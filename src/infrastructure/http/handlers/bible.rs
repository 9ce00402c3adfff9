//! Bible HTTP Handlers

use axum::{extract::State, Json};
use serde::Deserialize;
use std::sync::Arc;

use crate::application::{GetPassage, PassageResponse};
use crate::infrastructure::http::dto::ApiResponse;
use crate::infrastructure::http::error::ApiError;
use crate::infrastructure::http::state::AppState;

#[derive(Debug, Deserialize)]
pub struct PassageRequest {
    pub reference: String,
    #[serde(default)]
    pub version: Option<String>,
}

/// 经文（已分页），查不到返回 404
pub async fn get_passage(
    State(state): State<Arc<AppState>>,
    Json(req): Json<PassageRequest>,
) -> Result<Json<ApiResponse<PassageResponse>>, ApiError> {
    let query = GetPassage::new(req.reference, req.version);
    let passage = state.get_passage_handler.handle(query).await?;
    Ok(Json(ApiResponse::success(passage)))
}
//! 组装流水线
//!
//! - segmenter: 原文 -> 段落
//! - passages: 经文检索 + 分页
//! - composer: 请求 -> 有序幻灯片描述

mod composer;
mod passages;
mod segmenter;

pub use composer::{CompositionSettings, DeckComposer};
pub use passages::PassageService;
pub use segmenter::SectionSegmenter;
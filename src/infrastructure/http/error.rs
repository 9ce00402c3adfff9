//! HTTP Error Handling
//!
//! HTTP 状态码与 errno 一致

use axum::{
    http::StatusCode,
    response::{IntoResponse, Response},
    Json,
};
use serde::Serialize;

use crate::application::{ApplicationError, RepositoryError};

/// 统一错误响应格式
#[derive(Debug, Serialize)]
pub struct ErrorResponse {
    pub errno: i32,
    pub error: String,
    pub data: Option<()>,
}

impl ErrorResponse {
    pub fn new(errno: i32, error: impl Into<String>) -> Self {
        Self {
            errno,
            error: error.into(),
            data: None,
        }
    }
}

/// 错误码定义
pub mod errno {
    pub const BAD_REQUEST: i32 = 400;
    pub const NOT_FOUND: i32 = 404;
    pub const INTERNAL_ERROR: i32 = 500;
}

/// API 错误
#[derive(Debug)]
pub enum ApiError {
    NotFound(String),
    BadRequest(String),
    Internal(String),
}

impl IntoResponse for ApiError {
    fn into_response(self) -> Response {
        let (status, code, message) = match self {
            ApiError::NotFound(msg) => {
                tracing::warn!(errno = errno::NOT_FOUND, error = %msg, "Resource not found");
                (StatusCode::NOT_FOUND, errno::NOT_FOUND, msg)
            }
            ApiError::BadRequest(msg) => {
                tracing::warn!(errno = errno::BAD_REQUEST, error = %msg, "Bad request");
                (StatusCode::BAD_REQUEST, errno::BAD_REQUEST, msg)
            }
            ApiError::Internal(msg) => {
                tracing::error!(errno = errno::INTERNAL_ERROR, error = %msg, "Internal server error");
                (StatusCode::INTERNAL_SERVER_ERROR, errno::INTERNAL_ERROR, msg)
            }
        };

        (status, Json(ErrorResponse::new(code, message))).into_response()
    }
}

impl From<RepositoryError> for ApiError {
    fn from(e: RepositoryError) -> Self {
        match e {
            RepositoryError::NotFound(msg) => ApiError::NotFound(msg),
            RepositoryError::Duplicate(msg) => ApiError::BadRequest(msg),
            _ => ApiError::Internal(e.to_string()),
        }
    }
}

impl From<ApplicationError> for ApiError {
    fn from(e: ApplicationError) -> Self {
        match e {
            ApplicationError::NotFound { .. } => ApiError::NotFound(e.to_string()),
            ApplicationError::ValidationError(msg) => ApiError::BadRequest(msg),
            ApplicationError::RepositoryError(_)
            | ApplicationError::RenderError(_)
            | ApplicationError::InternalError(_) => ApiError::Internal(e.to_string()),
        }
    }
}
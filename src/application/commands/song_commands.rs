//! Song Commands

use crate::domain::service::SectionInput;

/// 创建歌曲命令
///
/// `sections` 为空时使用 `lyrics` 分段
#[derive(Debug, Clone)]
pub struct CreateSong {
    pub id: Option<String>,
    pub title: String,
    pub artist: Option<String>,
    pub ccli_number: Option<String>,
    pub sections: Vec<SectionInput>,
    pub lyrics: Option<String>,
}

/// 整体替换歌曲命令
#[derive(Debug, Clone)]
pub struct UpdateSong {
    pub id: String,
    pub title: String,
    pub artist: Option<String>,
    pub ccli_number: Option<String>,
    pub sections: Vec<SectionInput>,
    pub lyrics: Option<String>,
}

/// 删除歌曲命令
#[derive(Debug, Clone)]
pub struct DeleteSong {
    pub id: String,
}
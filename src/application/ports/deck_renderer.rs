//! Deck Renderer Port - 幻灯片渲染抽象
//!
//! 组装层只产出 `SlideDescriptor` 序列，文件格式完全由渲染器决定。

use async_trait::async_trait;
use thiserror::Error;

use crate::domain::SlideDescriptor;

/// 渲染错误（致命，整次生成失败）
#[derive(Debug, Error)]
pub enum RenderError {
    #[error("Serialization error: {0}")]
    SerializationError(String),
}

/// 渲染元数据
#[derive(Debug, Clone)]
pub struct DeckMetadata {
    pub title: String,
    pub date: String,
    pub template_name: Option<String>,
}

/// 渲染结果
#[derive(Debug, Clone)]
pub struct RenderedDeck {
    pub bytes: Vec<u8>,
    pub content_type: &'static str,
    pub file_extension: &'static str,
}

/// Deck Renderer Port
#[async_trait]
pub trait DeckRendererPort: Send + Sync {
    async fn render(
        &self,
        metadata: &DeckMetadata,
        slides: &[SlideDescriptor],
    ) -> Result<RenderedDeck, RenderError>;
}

◆ ◆ ◆ ◆ ◆ ◆ ◆

**DIRECTIONS**
Would you please write out, exactly and with no other lines, the stretch of the listing above from the line containing "pub struct DeleteSong" through the line containing "pub content_type: &'static"?

**RESPONSE TO THIS TASK**
pub struct DeleteSong {
    pub id: String,
}
filename src/application/ports/deck_renderer.rs
//! Deck Renderer Port - 幻灯片渲染抽象
//!
//! 组装层只产出 `SlideDescriptor` 序列，文件格式完全由渲染器决定。

use async_trait::async_trait;
use thiserror::Error;

use crate::domain::SlideDescriptor;

/// 渲染错误（致命，整次生成失败）
#[derive(Debug, Error)]
pub enum RenderError {
    #[error("Serialization error: {0}")]
    SerializationError(String),
}

/// 渲染元数据
#[derive(Debug, Clone)]
pub struct DeckMetadata {
    pub title: String,
    pub date: String,
    pub template_name: Option<String>,
}

/// 渲染结果
#[derive(Debug, Clone)]
pub struct RenderedDeck {
    pub bytes: Vec<u8>,
    pub content_type: &'static str,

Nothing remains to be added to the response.